CT Imaging of Tumors in vivo. To investigate in vivo CT imaging of tumors, 4T1

tumor-bearing mice were intratumorally injected with 100 μL of ReS2 aqueous

solution (5 mg/mL). The CT imaging was performed on a clinic GE HDCT system

before and after the injection of ReS2 nanparticles. The original HU value of tumor

region was increased from 30~50 to 110~150 immediately upon the injection of ReS2

nanoparticles (Figure S11). The precise CT direction of ReS2 nanoparticles in tumors

greatly benefits the spatially accurate irradiation with laser in subsequent

photothermal therapy.

Spectral CT Imaging of Tumors in vivo. To investigate spectral CT imaging of

tumors in vivo besides GI tract, 4T1 tumor-bearing mice were injected with 100 μL of

ReS2 aqueous solution (5 mg/mL) intratumorally.
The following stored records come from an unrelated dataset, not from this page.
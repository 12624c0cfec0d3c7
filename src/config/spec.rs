//! Manifest types for the reconciler.
//!
//! This module defines the structs that map to the `groundplan.yaml` file.
//! Resources are declarative: an identifier, a kind tag, a property map,
//! and the identifiers the resource depends on.

use serde::{Deserialize, Serialize};
use std::collections::BTreeMap;

/// Desired property mapping for a resource.
///
/// A `BTreeMap` keeps key order canonical, so equality and hashing are
/// deterministic regardless of declaration order in the manifest.
pub type Properties = BTreeMap<String, serde_json::Value>;

/// The root manifest structure for a Groundplan deployment.
#[derive(Debug, Clone, Serialize, Deserialize, PartialEq)]
pub struct Manifest {
    /// Project-level configuration.
    pub project: ProjectConfig,
    /// State backend configuration.
    pub state: StateConfig,
    /// Provider API configuration.
    pub provider: ProviderConfig,
    /// Apply tuning (worker pool size, retries).
    #[serde(default)]
    pub apply: ApplyConfig,
    /// Declared resources, in declaration order.
    pub resources: Vec<ResourceSpec>,
}

/// Project-level configuration.
#[derive(Debug, Clone, Serialize, Deserialize, PartialEq, Eq)]
pub struct ProjectConfig {
    /// Unique name for the project.
    pub name: String,
    /// Environment (e.g., "dev", "staging", "prod").
    #[serde(default = "default_environment")]
    pub environment: String,
}

/// State backend configuration.
#[derive(Debug, Clone, Serialize, Deserialize, PartialEq, Eq)]
pub struct StateConfig {
    /// Backend type (local or s3).
    pub backend: StateBackend,
    /// S3 bucket name (required for s3 backend).
    #[serde(default)]
    pub bucket: Option<String>,
    /// S3 key prefix (optional).
    #[serde(default)]
    pub prefix: Option<String>,
    /// S3 region (optional, uses AWS default if not specified).
    #[serde(default)]
    pub region: Option<String>,
    /// Local state directory (for local backend).
    #[serde(default)]
    pub path: Option<String>,
}

/// State backend types.
#[derive(Debug, Clone, Copy, Serialize, Deserialize, PartialEq, Eq, Default)]
#[serde(rename_all = "lowercase")]
pub enum StateBackend {
    /// Local file-based state storage.
    #[default]
    Local,
    /// AWS S3-based state storage.
    S3,
}

/// Provider API configuration.
#[derive(Debug, Clone, Serialize, Deserialize, PartialEq, Eq)]
pub struct ProviderConfig {
    /// Base URL of the provider service.
    pub endpoint: String,
    /// Request timeout in seconds.
    #[serde(default = "default_provider_timeout")]
    pub timeout_secs: u64,
}

/// Apply tuning configuration.
#[derive(Debug, Clone, Copy, Serialize, Deserialize, PartialEq, Eq)]
pub struct ApplyConfig {
    /// Upper bound on concurrently in-flight provider calls.
    #[serde(default = "default_max_parallel")]
    pub max_parallel: usize,
    /// Maximum attempts per action (first try plus retries).
    #[serde(default = "default_max_attempts")]
    pub max_attempts: u32,
    /// Base delay for exponential backoff, in milliseconds.
    #[serde(default = "default_retry_base_ms")]
    pub retry_base_ms: u64,
}

/// A single declared resource.
#[derive(Debug, Clone, Serialize, Deserialize, PartialEq)]
pub struct ResourceSpec {
    /// Unique identifier within the manifest.
    pub id: String,
    /// Resource kind tag (e.g., "network", "cluster", "dns-record").
    pub kind: String,
    /// Identifiers this resource depends on, in declaration order.
    #[serde(default)]
    pub depends_on: Vec<String>,
    /// Desired properties, passed to the provider as-is.
    #[serde(default)]
    pub properties: Properties,
}

impl Default for ApplyConfig {
    fn default() -> Self {
        Self {
            max_parallel: default_max_parallel(),
            max_attempts: default_max_attempts(),
            retry_base_ms: default_retry_base_ms(),
        }
    }
}

// Default value functions

const fn default_max_parallel() -> usize {
    4
}

const fn default_max_attempts() -> u32 {
    4
}

const fn default_retry_base_ms() -> u64 {
    500
}

const fn default_provider_timeout() -> u64 {
    30
}

fn default_environment() -> String {
    String::from("dev")
}

impl Manifest {
    /// Returns the fully qualified project name including environment.
    #[must_use]
    pub fn qualified_name(&self) -> String {
        format!("{}-{}", self.project.name, self.project.environment)
    }

    /// Returns resource identifiers in declaration order.
    #[must_use]
    pub fn resource_ids(&self) -> Vec<&str> {
        self.resources.iter().map(|r| r.id.as_str()).collect()
    }

    /// Returns the resource with the given identifier, if declared.
    #[must_use]
    pub fn resource(&self, id: &str) -> Option<&ResourceSpec> {
        self.resources.iter().find(|r| r.id == id)
    }
}

impl ResourceSpec {
    /// Creates a new resource spec with no dependencies or properties.
    #[must_use]
    pub fn new(id: impl Into<String>, kind: impl Into<String>) -> Self {
        Self {
            id: id.into(),
            kind: kind.into(),
            depends_on: Vec::new(),
            properties: Properties::new(),
        }
    }

    /// Adds a dependency on another resource identifier.
    #[must_use]
    pub fn with_dependency(mut self, id: impl Into<String>) -> Self {
        self.depends_on.push(id.into());
        self
    }

    /// Sets a desired property.
    #[must_use]
    pub fn with_property(mut self, key: impl Into<String>, value: serde_json::Value) -> Self {
        self.properties.insert(key.into(), value);
        self
    }
}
The spectral CT imaging was

carried out on a Siemens dual-source CT imaging system before and after the

treatment of the contrast agent. The obvious contrast enhancement of tumors was

observed after the administration of ReS2 nanoparticles at various energies, and the

contrast effect of ReS2 nanoparticles was remarkably improved with the

increasement of X-ray energy. In contrast, iodine with the low K-edge (33.2 keV)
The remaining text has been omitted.